▶ Assigned task:
Which of the lines below holds the string "data"? Copy every line that does.

===

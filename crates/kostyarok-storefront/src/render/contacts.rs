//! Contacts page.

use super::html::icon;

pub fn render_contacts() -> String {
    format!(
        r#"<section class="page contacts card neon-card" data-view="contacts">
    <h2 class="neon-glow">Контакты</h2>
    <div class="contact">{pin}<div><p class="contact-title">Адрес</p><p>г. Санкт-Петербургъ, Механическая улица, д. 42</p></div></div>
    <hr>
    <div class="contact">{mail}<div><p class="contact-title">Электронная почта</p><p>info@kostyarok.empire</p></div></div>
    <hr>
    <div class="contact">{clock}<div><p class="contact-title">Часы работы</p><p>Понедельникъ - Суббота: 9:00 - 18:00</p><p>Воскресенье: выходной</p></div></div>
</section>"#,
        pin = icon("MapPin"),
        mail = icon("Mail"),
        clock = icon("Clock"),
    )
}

===

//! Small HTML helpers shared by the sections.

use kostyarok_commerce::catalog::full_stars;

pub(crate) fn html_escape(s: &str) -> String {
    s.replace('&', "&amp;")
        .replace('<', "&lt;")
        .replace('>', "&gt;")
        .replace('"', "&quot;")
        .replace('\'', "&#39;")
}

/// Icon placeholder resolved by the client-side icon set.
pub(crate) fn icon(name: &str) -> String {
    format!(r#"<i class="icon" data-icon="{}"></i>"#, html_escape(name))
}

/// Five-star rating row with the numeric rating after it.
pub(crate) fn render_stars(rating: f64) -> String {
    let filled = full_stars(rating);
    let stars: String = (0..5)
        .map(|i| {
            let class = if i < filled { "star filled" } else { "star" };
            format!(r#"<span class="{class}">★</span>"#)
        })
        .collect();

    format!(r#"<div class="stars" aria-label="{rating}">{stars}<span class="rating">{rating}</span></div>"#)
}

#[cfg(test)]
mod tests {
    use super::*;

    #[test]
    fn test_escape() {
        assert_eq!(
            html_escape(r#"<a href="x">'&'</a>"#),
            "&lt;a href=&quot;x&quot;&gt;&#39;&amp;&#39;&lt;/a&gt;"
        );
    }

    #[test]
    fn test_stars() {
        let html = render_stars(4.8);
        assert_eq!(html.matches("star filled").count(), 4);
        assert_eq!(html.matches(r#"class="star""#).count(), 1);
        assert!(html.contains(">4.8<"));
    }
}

===

▶ Exercise solution:
        r#"<section class="page contacts card neon-card" data-view="contacts">
    format!(r#"<i class="icon" data-icon="{}"></i>"#, html_escape(name))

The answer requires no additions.